Rap has always been a particularly competitive genre of music, where the beef’s as thick as a Peter Luger filet. But this goes beyond the basic shade-throwing that happens between Drake’s OVO family and Kendrick Lamar’s TDE crew. “I don’t look at myself as a female rapper because I know what I do,” Minaj continued in her BET Awards speech. This is not a new line for the woman who screeched, “I am not Jasmine, I am Aladdin.” Earlier this year she told MTV, “Absolutely, I do not see myself as a female rapper anymore. I’m sorry, I see myself as a rapper. Like you said, I’ve worked with the greats and I’ve held my own with the greats. They respect me so I should respect myself enough to see myself the same way they see themselves.”

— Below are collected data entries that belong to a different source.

//! Toolchain Module
//!
//! Drives the external Scala.js build: the block's source goes into a scratch
//! file, the compiler runs to completion, and the two linker artifacts are read
//! back. The linker writes to fixed output paths, so compiler runs are
//! serialized process-wide. Scratch file names are unique per invocation.

use lazy_static::lazy_static;
use std::fs;
use std::path::{Path, PathBuf};
use std::process::Command;
use std::sync::atomic::{AtomicU64, Ordering};
use std::sync::Mutex;
use std::time::Instant;
use tracing::{debug, info, warn};

use crate::config::{CompilerCommand, PreprocessOptions};
use crate::error::{PreprocessError, Result};

const SOURCE_PLACEHOLDER: &str = "{source}";
const KEPT_DIR: &str = "kept";

static SCRATCH_COUNTER: AtomicU64 = AtomicU64::new(0);

lazy_static! {
    static ref COMPILE_LOCK: Mutex<()> = Mutex::new(());
}

/// The compiled JavaScript and its source map.
#[derive(Debug, Clone, PartialEq, Eq)]
pub struct CompiledArtifacts {
    pub js: String,
    pub map: String,
}

/// Compiles one script block's source into JavaScript.
pub trait Compiler: Send + Sync {
    fn compile(&self, source: &str) -> Result<CompiledArtifacts>;
}

// ═══════════════════════════════════════════════════════════════════════════════
// SCRATCH FILES
// ═══════════════════════════════════════════════════════════════════════════════

/// A source file handed to the compiler. Removed on drop unless kept.
#[derive(Debug)]
pub struct ScratchFile {
    path: PathBuf,
    keep: bool,
}

impl ScratchFile {
    pub fn create(dir: &Path, stem: &str, extension: &str, contents: &str) -> Result<Self> {
        if !dir.exists() {
            fs::create_dir_all(dir).map_err(|e| PreprocessError::io(dir, e))?;
        }

        let id = SCRATCH_COUNTER.fetch_add(1, Ordering::SeqCst);
        let path = dir.join(format!(
            "{}_{}_{}.{}",
            stem,
            std::process::id(),
            id,
            extension
        ));
        fs::write(&path, contents).map_err(|e| PreprocessError::io(&path, e))?;

        Ok(ScratchFile { path, keep: false })
    }

    pub fn path(&self) -> &Path {
        &self.path
    }

    /// Moves the file into `dir` and keeps it. `dir` must not be a directory the
    /// compiler reads sources from.
    pub fn keep_in(mut self, dir: &Path) -> Result<PathBuf> {
        fs::create_dir_all(dir).map_err(|e| PreprocessError::io(dir, e))?;
        let file_name = self.path.file_name().map(|n| n.to_os_string()).unwrap_or_default();
        let kept = dir.join(file_name);
        fs::rename(&self.path, &kept).map_err(|e| PreprocessError::io(&kept, e))?;
        self.keep = true;
        Ok(kept)
    }
}

impl Drop for ScratchFile {
    fn drop(&mut self) {
        if self.keep {
            return;
        }
        if let Err(e) = fs::remove_file(&self.path) {
            warn!(path = %self.path.display(), error = %e, "failed to remove scratch file");
        }
    }
}

// ═══════════════════════════════════════════════════════════════════════════════
// SBT / SCALA.JS TOOLCHAIN
// ═══════════════════════════════════════════════════════════════════════════════

#[derive(Debug, Clone)]
pub struct Toolchain {
    command: CompilerCommand,
    scratch_dir: PathBuf,
    scratch_stem: String,
    scratch_extension: String,
    keep_scratch: bool,
    output_js: PathBuf,
    output_map: PathBuf,
}

impl Toolchain {
    pub fn from_options(options: &PreprocessOptions) -> Self {
        Toolchain {
            command: options.compiler.clone(),
            scratch_dir: options.scratch_dir.clone(),
            scratch_stem: options.scratch_stem.clone(),
            scratch_extension: options.scratch_extension.clone(),
            keep_scratch: options.keep_scratch,
            output_js: options.output_js.clone(),
            output_map: options.output_map_path(),
        }
    }

    fn run(&self, scratch: &Path) -> Result<()> {
        let source = scratch.to_string_lossy();
        let args: Vec<String> = self
            .command
            .args
            .iter()
            .map(|arg| arg.replace(SOURCE_PLACEHOLDER, &source))
            .collect();
        let command_line = self.command.display();

        info!(command = %command_line, source = %source, "running compiler");
        let started = Instant::now();

        let output = Command::new(&self.command.program)
            .args(&args)
            .current_dir(&self.command.working_dir)
            .output()
            .map_err(|source| PreprocessError::CompilerSpawn {
                command: command_line.clone(),
                source,
            })?;

        debug!(
            command = %command_line,
            elapsed_ms = started.elapsed().as_millis() as u64,
            status = ?output.status.code(),
            "compiler finished"
        );

        if !output.status.success() {
            // sbt reports compile errors on stdout.
            let stderr = String::from_utf8_lossy(&output.stderr);
            let text = if stderr.trim().is_empty() {
                String::from_utf8_lossy(&output.stdout).into_owned()
            } else {
                stderr.into_owned()
            };
            return Err(PreprocessError::CompilerFailed {
                command: command_line,
                status: output.status.code(),
                output: text.trim().to_string(),
            });
        }
        Ok(())
    }
}

fn read_artifact(path: &Path) -> Result<String> {
    if !path.exists() {
        return Err(PreprocessError::MissingArtifact {
            path: path.to_path_buf(),
        });
    }
    fs::read_to_string(path).map_err(|e| PreprocessError::io(path, e))
}

impl Compiler for Toolchain {
    fn compile(&self, source: &str) -> Result<CompiledArtifacts> {
        let _guard = COMPILE_LOCK.lock().unwrap_or_else(|e| e.into_inner());

        let scratch = ScratchFile::create(
            &self.scratch_dir,
            &self.scratch_stem,
            &self.scratch_extension,
            source,
        )?;
        self.run(scratch.path())?;

        let js = read_artifact(&self.output_js)?;
        let map = read_artifact(&self.output_map)?;

        if self.keep_scratch {
            // Left in the scratch dir it would be compiled again with the next block.
            let kept = scratch.keep_in(&self.scratch_dir.join(KEPT_DIR))?;
            debug!(path = %kept.display(), "kept scratch file");
        }

        Ok(CompiledArtifacts { js, map })
    }
}

#[cfg(test)]
mod tests {
    use super::*;
    use pretty_assertions::assert_eq;

    fn scratch_entries(dir: &Path) -> Vec<PathBuf> {
        if !dir.exists() {
            return Vec::new();
        }
        fs::read_dir(dir)
            .unwrap()
            .map(|e| e.unwrap().path())
            .collect()
    }

    #[test]
    fn test_scratch_paths_are_unique() {
        let dir = tempfile::tempdir().unwrap();
        let nested = dir.path().join("tmp");
        let a = ScratchFile::create(&nested, "Script", "scala", "object A").unwrap();
        let b = ScratchFile::create(&nested, "Script", "scala", "object B").unwrap();

        assert_ne!(a.path(), b.path());
        assert_eq!(fs::read_to_string(a.path()).unwrap(), "object A");
        assert_eq!(fs::read_to_string(b.path()).unwrap(), "object B");

        drop(a);
        drop(b);
        assert!(scratch_entries(&nested).is_empty());
    }

    #[test]
    fn test_scratch_keep_in_moves_file() {
        let dir = tempfile::tempdir().unwrap();
        let scratch = ScratchFile::create(dir.path(), "Script", "scala", "x").unwrap();
        let original = scratch.path().to_path_buf();
        let kept = scratch.keep_in(&dir.path().join("kept")).unwrap();

        assert!(kept.exists());
        assert!(!original.exists());
        assert_eq!(kept.parent(), Some(dir.path().join("kept").as_path()));
        assert_eq!(fs::read_to_string(&kept).unwrap(), "x");
    }

    #[cfg(unix)]
    fn shell_toolchain(dir: &Path, script: &str) -> Toolchain {
        let options = PreprocessOptions {
            scratch_dir: dir.join("tmp"),
            compiler: CompilerCommand {
                program: "sh".to_string(),
                args: vec!["-c".to_string(), script.to_string()],
                working_dir: dir.to_path_buf(),
            },
            output_js: dir.join("out.js"),
            ..PreprocessOptions::default()
        };
        Toolchain::from_options(&options)
    }

    #[cfg(unix)]
    #[test]
    fn test_compile_reads_artifacts() {
        let dir = tempfile::tempdir().unwrap();
        let toolchain = shell_toolchain(
            dir.path(),
            "cp '{source}' out.js && echo '{\"version\":3}' > out.js.map",
        );

        let artifacts = toolchain.compile("var $x = 1;").unwrap();
        assert_eq!(artifacts.js, "var $x = 1;");
        assert_eq!(artifacts.map.trim(), "{\"version\":3}");
        assert!(scratch_entries(&dir.path().join("tmp")).is_empty());
    }

    #[cfg(unix)]
    #[test]
    fn test_compile_failure_carries_output() {
        let dir = tempfile::tempdir().unwrap();
        let toolchain = shell_toolchain(dir.path(), "echo '[error] type mismatch'; exit 3");

        match toolchain.compile("object Broken {") {
            Err(PreprocessError::CompilerFailed {
                command,
                status,
                output,
            }) => {
                assert!(command.starts_with("sh -c"));
                assert_eq!(status, Some(3));
                assert_eq!(output, "[error] type mismatch");
            }
            other => panic!("expected CompilerFailed, got {:?}", other),
        }
    }

    #[cfg(unix)]
    #[test]
    fn test_kept_scratch_not_compiled_again() {
        let dir = tempfile::tempdir().unwrap();
        let mut toolchain = shell_toolchain(
            dir.path(),
            "cat tmp/*.scala > out.js && echo '{}' > out.js.map",
        );
        toolchain.keep_scratch = true;

        assert_eq!(toolchain.compile("object A").unwrap().js, "object A");
        assert_eq!(toolchain.compile("object B").unwrap().js, "object B");

        let scratch = dir.path().join("tmp");
        let loose: Vec<PathBuf> = scratch_entries(&scratch)
            .into_iter()
            .filter(|p| p.is_file())
            .collect();
        assert!(loose.is_empty());
        assert_eq!(scratch_entries(&scratch.join(KEPT_DIR)).len(), 2);
    }

    #[cfg(unix)]
    #[test]
    fn test_missing_map_artifact() {
        let dir = tempfile::tempdir().unwrap();
        let toolchain = shell_toolchain(dir.path(), "cp '{source}' out.js");

        match toolchain.compile("val x = 1") {
            Err(PreprocessError::MissingArtifact { path }) => {
                assert_eq!(path, dir.path().join("out.js.map"));
            }
            other => panic!("expected MissingArtifact, got {:?}", other),
        }
    }

    #[test]
    fn test_spawn_failure() {
        let dir = tempfile::tempdir().unwrap();
        let options = PreprocessOptions {
            scratch_dir: dir.path().join("tmp"),
            compiler: CompilerCommand {
                program: "svala-no-such-compiler".to_string(),
                args: vec![],
                working_dir: dir.path().to_path_buf(),
            },
            ..PreprocessOptions::default()
        };
        let err = Toolchain::from_options(&options).compile("x").unwrap_err();
        assert!(matches!(err, PreprocessError::CompilerSpawn { .. }));
    }
}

Anymore. How exactly does one grow out of her gendered category while still being proud to represent women in rap? If Nicki Minaj is choosing to identify as post-gender, did she only achieve this by garnering as much respect as her male peers? And does this mean Minaj’s female peers like Iggy Azalea will transcend the “femcee” ghetto if and only if they are perceived by their male peers as real competitors? Why give the men that much power?
Nicki Minaj is part of the solution and part of the problem. It’s clear that she reads “female rapper” as a diss. Yet she’s among the biggest stars to ever bear that title, which seemingly allows only one marquee name to exist at any given time, despite numerous male stars serving as the faces of stylistic and regional rap movements. It would be awfully second-wave feminist of me to say that Minaj owes it to her female peers, like Iggy, to show solidarity in order to break down barriers together. But to argue that respect from her male peers allows her to abandon self-identifying as a woman in the industry is a slap in the face to women trying to fight rap’s sexism instead of adhering to its arbitrary rules that suggest there can only be one female rap superstar.
Earlier this year, after straight-up laughing at Forbes‘ assertion that Azalea “runs hip-hop,” Minaj congratulated Iggy with a tempered compliment on Hot 97’s Breakfast Club. “I think that congratulations is in order. Her single is doing really, really well, and I think that’s a good thing,” Nicki said, adding, “I just want female rappers to understand that I’ve kicked in a lot of doors for them and I just would appreciate if they would acknowledge that.”
An important factor in Minaj’s rise to worldwide success — much like Missy Elliott before her and Iggy Azalea after her — was her pop radio crossover. All three women reached superstar status when they blended pop and hip-hop in an appeal to non-rap fans, a listenership that leans more female than male. The pop crossover is often perceived negatively within hip-hop, but Nicki and Missy have remained respected despite it — perhaps a bigger feat for Minaj, in light of her relentless pop grind. For her to besmirch a peer for pop-star tendencies (like not writing her own songs) is a touch hypocritical, but moreover, a public catfight with Iggy Azalea is exactly what hip-hop’s male gatekeepers want.
If Nicki not only realized this expectation but cared about subverting it, she might decide not to shun her gender by playing into a game men created. Unfortunately, that doesn’t seem likely — because when you’re winning, why hate the game?